U.S. v. Salazar, 74-1337

Decision Date05 November 1974
Docket NumberNo. 74-1337,74-1337
Citation505 F.2d 72
PartiesUNITED STATES of America, Appellee, v. Mark A. SALAZAR, Appellant.
CourtU.S. Court of Appeals — Eighth Circuit

R. Steven Brown, Asst. Federal Public Defender, Springfield, Mo., for appellant.

Donald R. Cooley, Asst. U.S. Atty., Springfield, Mo., for appellee.

Before MATTHES, Senior Circuit Judge, BRIGHT, Circuit Judge, and TALBOT SMITH, * Senior District Judge.

TALBOT SMITH, Senior District Judge.

The appellant (hereafter defendant) was tried for striking Nurse Newby, on duty at the United States Medical Center, Springfield, Missouri, in violation of 18 U.S.C. 113(d). 1 He was found guilty of the charge and sentenced to six months imprisonment, consecutive to the sentence he was then serving.

He appeals to us upon two grounds.

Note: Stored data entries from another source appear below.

//! Source tree enumeration.

use std::path::{Path, PathBuf};

use jwalk::WalkDir;

const IGNORED_FILES: &[&str] = &[".DS_Store", "Thumbs.db"];

/// Collect every file below `dir`, sorted. Hidden entries are skipped.
pub fn collect_all_files(dir: &Path) -> Vec<PathBuf> {
    let mut files: Vec<PathBuf> = WalkDir::new(dir)
        .sort(true)
        .into_iter()
        .filter_map(Result::ok)
        .filter(|e| e.file_type().is_file())
        .filter(|e| {
            let name = e.file_name().to_str().unwrap_or_default();
            !IGNORED_FILES.contains(&name)
        })
        .map(|e| e.path())
        .collect();
    files.sort();
    files
}

/// Collect files below `dir` whose extension is `ext` (case-insensitive).
pub fn collect_with_extension(dir: &Path, ext: &str) -> Vec<PathBuf> {
    collect_all_files(dir)
        .into_iter()
        .filter(|path| has_extension(path, ext))
        .collect()
}

/// Case-insensitive extension check.
#[inline]
pub fn has_extension(path: &Path, ext: &str) -> bool {
    path.extension()
        .and_then(|e| e.to_str())
        .is_some_and(|e| e.eq_ignore_ascii_case(ext))
}
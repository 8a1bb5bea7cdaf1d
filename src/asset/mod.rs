//! Asset handling shared by the pipeline stages.
//!
//! - `scan`: source tree enumeration
//! - `copy`: reference mapping and concurrent copies
//! - `minify`: JS / CSS / HTML minification

mod copy;
pub mod minify;
mod scan;

pub use copy::{PathFilter, PathMapper, copy_file, copy_resources, reset_dir, strip_query};
pub use scan::{collect_all_files, collect_with_extension};
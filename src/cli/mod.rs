//! Command-line interface module.

mod args;
pub mod build;
pub mod hook;
pub mod serve;

pub use args::{Cli, Commands};
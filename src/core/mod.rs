//! Process-wide state shared by the orchestrators.

mod state;

pub use state::{MarkerGuard, is_shutdown, marker_present, setup_shutdown_handler};
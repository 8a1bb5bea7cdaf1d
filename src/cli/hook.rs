//! Lifecycle hook entry.
//!
//! The host tool runs us before it packages or serves the app. Its command
//! line decides which orchestrator runs.

use std::path::PathBuf;

use anyhow::Result;

use crate::config::{BuildConfig, RawFlags};
use crate::debug;

/// Tokens of the host command line that select serve mode.
const SERVE_TOKENS: &[&str] = &["serve", "--watch", "-w"];

/// What the invoking hook hands over.
#[derive(Debug, Clone)]
pub struct InvocationContext {
    pub project_root: PathBuf,
    pub flags: RawFlags,
    pub plugin_dir: PathBuf,
    pub command_line: String,
}

/// Which orchestrator a hook invocation runs.
#[derive(Debug, Clone, Copy, PartialEq, Eq)]
pub enum Mode {
    Build,
    Serve,
}

impl Mode {
    pub const fn label(self) -> &'static str {
        match self {
            Self::Build => "build",
            Self::Serve => "serve",
        }
    }
}

/// Serve when the command line asks for `serve` or a watch flag.
pub fn select_mode(command_line: &str) -> Mode {
    if command_line
        .split_whitespace()
        .any(|token| SERVE_TOKENS.contains(&token))
    {
        Mode::Serve
    } else {
        Mode::Build
    }
}

impl InvocationContext {
    pub fn mode(&self) -> Mode {
        select_mode(&self.command_line)
    }

    pub fn config(&self) -> BuildConfig {
        BuildConfig::new(&self.project_root, &self.plugin_dir, &self.flags)
    }
}

/// Run the orchestrator the invocation asks for.
pub async fn run_hook(invocation: InvocationContext) -> Result<()> {
    let mode = invocation.mode();
    debug!("hook"; "`{}` -> {}", invocation.command_line, mode.label());

    let config = invocation.config();
    match mode {
        Mode::Build => super::build::build_project(config).await.map(|_| ()),
        Mode::Serve => super::serve::serve_project(config).await,
    }
}

#[cfg(test)]
mod tests {
    use super::*;

    #[test]
    fn test_select_mode() {
        assert_eq!(select_mode("ionic serve --lab"), Mode::Serve);
        assert_eq!(select_mode("cordova run android --watch"), Mode::Serve);
        assert_eq!(select_mode("ionic run ios -w"), Mode::Serve);
        assert_eq!(select_mode("ionic build android --prod"), Mode::Build);
        assert_eq!(select_mode("ionic run --server-url x"), Mode::Build);
        assert_eq!(select_mode(""), Mode::Build);
    }

    #[test]
    fn test_invocation_config() {
        let invocation = InvocationContext {
            project_root: PathBuf::from("/app"),
            flags: RawFlags {
                production: Some(true),
                ..RawFlags::default()
            },
            plugin_dir: PathBuf::from("/app/plugins/ionpack"),
            command_line: "ionic build".into(),
        };
        let config = invocation.config();
        assert!(config.options.production);
        assert_eq!(config.paths.marker, PathBuf::from("/app/plugins/ionpack/is-serving.tmp"));
        assert_eq!(invocation.mode(), Mode::Build);
    }
}
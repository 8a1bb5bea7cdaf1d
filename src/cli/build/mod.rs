//! Production build orchestration.
//!
//! Build phases:
//! - **Clean** - wipe `tmp/`, recreate the staging directory
//! - **Templates** - template registry script (fatal on failure)
//! - **Extract** - preprocess the entry document, collect its references
//! - **Bundle** - scripts, styles and static resources, concurrently
//! - **Assemble** - entry rewrite, artifacts written to staging
//! - **Publish** - wipe `www/`, move staging into it, remove `tmp/`
//!
//! Nothing reaches `www/` unless every phase before publish succeeded.

use std::fmt;
use std::path::Path;

use anyhow::{Context, Result};

use crate::asset::{PathFilter, collect_all_files, copy_file, copy_resources, reset_dir};
use crate::config::{BuildConfig, ENTRY_FILE};
use crate::core::marker_present;
use crate::error::{BuildError, StageFailure};
use crate::pipeline::assemble::{Artifacts, cache_buster};
use crate::pipeline::{
    BuildContext, build_template_registry, extract_resources, process_scripts, process_styles,
};
use crate::transform::preprocess;
use crate::utils::plural_count;
use crate::{debug, log};

/// Files the static copy leaves to the bundling stages.
const BUNDLED_EXTENSIONS: &str = r"(?i)\.(js|css|html)$";

/// Counts reported once a build is published.
#[derive(Debug, Clone, Copy, Default, PartialEq, Eq)]
pub struct BuildSummary {
    pub scripts: usize,
    pub stylesheets: usize,
    pub templates: usize,
    pub resources: usize,
}

impl fmt::Display for BuildSummary {
    fn fmt(&self, f: &mut fmt::Formatter<'_>) -> fmt::Result {
        write!(
            f,
            "{}, {}, {}, {} copied",
            plural_count(self.scripts, "script"),
            plural_count(self.stylesheets, "stylesheet"),
            plural_count(self.templates, "template"),
            plural_count(self.resources, "resource"),
        )
    }
}

/// Build the project unless a serve session is active.
///
/// Returns `None` when the build was skipped.
pub async fn build_project(config: BuildConfig) -> Result<Option<BuildSummary>> {
    if marker_present(&config.paths.marker) {
        log!("build"; "serve session active, skipping build");
        return Ok(None);
    }

    debug!("build"; "{} build of {}", config.options.environment.as_str(), config.paths.root.display());
    let ctx = BuildContext::new(config);
    let summary = run_build(&ctx).await?;
    log!("build"; "published {}", summary);
    Ok(Some(summary))
}

/// Run every build phase and publish the result.
pub async fn run_build(ctx: &BuildContext) -> Result<BuildSummary> {
    let config = &ctx.config;
    let paths = &config.paths;

    // Clean
    reset_dir(&paths.tmp).await?;
    tokio::fs::create_dir_all(&paths.staging)
        .await
        .with_context(|| format!("failed to create {}", paths.staging.display()))?;

    // Templates
    let registry = build_template_registry(ctx).await?;
    if !registry.clean {
        log!("warn"; "templates have lint findings");
    }

    // Extract
    let entry = tokio::fs::read_to_string(&paths.entry)
        .await
        .map_err(|e| BuildError::Io(paths.entry.clone(), e))?;
    let entry = preprocess(&entry, config.preprocess_context())
        .map_err(|e| BuildError::Preprocess(ENTRY_FILE.to_string(), e))?;
    let extracted = extract_resources(&entry).map_err(BuildError::from)?;
    let resources = &extracted.resources;
    debug!(
        "build";
        "entry references {} and {}",
        plural_count(resources.scripts.len(), "script"),
        plural_count(resources.links.len(), "stylesheet")
    );

    // Bundle
    let (scripts, styles, copied) = tokio::join!(
        process_scripts(ctx, &resources.scripts),
        process_styles(ctx, &resources.links),
        copy_static_resources(ctx),
    );
    let (script, style) = StageFailure::combine(scripts, styles).map_err(BuildError::from)?;
    let copied = copied.map_err(BuildError::Other)?;

    // Assemble
    let artifacts = Artifacts::assemble(
        &config.options,
        &extracted.markup,
        script,
        &registry.body,
        style,
        cache_buster(),
    )?;
    artifacts.write(&paths.staging).await?;

    // Publish
    publish(&paths.staging, &paths.www).await?;
    if let Err(e) = tokio::fs::remove_dir_all(&paths.tmp).await {
        debug!("build"; "cannot remove {}: {}", paths.tmp.display(), e);
    }

    Ok(BuildSummary {
        scripts: resources.scripts.len(),
        stylesheets: resources.links.len(),
        templates: registry.count,
        resources: copied + registry.copied,
    })
}

/// Copy every non-bundled source file into staging.
async fn copy_static_resources(ctx: &BuildContext) -> Result<usize> {
    let mapper = ctx.mapper();
    let files = collect_all_files(mapper.src_root())
        .iter()
        .filter_map(|path| mapper.map_path(path))
        .collect();
    let filter = PathFilter::exclude(&[BUNDLED_EXTENSIONS])?;
    copy_resources(files, &filter).await
}

/// Replace `www` with the contents of `staging`.
async fn publish(staging: &Path, www: &Path) -> Result<()> {
    reset_dir(www).await?;

    let mut entries = tokio::fs::read_dir(staging)
        .await
        .with_context(|| format!("failed to read {}", staging.display()))?;
    while let Some(entry) = entries.next_entry().await? {
        let from = entry.path();
        let to = www.join(entry.file_name());
        if tokio::fs::rename(&from, &to).await.is_err() {
            // Rename fails across filesystems
            copy_tree(&from, &to).await?;
        }
    }
    Ok(())
}

async fn copy_tree(from: &Path, to: &Path) -> Result<()> {
    if !from.is_dir() {
        return copy_file(from, to).await;
    }
    for file in collect_all_files(from) {
        if let Ok(relative) = file.strip_prefix(from) {
            copy_file(&file, &to.join(relative)).await?;
        }
    }
    Ok(())
}

#[cfg(test)]
mod tests;
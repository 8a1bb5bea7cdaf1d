//! Project filesystem layout.

use std::path::{Path, PathBuf};

/// Source directory name under the project root.
pub const SRC_DIR: &str = "src";
/// Temporary build root, wiped at the start of every build.
pub const TMP_DIR: &str = "tmp";
/// Final publish directory consumed by the packaging tool.
pub const WWW_DIR: &str = "www";
/// Extended lint reports are written here.
pub const LOGS_DIR: &str = "logs";
/// Entry document, relative to the source root.
pub const ENTRY_FILE: &str = "index.html";
/// Presence marks an active serve session.
pub const MARKER_FILE: &str = "is-serving.tmp";

/// Resolved paths for one invocation.
#[derive(Debug, Clone, PartialEq, Eq)]
pub struct ProjectPaths {
    pub root: PathBuf,
    pub src: PathBuf,
    pub tmp: PathBuf,
    /// Staging directory inside `tmp` where a build assembles its output.
    pub staging: PathBuf,
    pub www: PathBuf,
    pub logs: PathBuf,
    pub entry: PathBuf,
    pub marker: PathBuf,
}

impl ProjectPaths {
    pub fn new(root: &Path, plugin_dir: &Path, staging_name: &str) -> Self {
        let src = root.join(SRC_DIR);
        let tmp = root.join(TMP_DIR);
        Self {
            root: root.to_path_buf(),
            entry: src.join(ENTRY_FILE),
            staging: tmp.join(staging_name),
            www: root.join(WWW_DIR),
            logs: root.join(LOGS_DIR),
            marker: plugin_dir.join(MARKER_FILE),
            src,
            tmp,
        }
    }

    /// Source-relative path with forward slashes, if `path` is under `src`.
    pub fn src_relative(&self, path: &Path) -> Option<String> {
        let rel = path.strip_prefix(&self.src).ok()?;
        Some(
            rel.components()
                .map(|c| c.as_os_str().to_string_lossy())
                .collect::<Vec<_>>()
                .join("/"),
        )
    }
}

The first is that he did not, indeed 'could' not have struck the nurse, due to his restraint at the time. The incident out of which the charge arose occurred in connection with the post-operative treatment of the defendant. He had played a great deal of football and had developed a knee condition which required surgery. Following the operation he had initially been given morphine for pain but as time passed this was 'worked down' to Demerol and then to Talwin, drugs of lesser potency for the control of pain.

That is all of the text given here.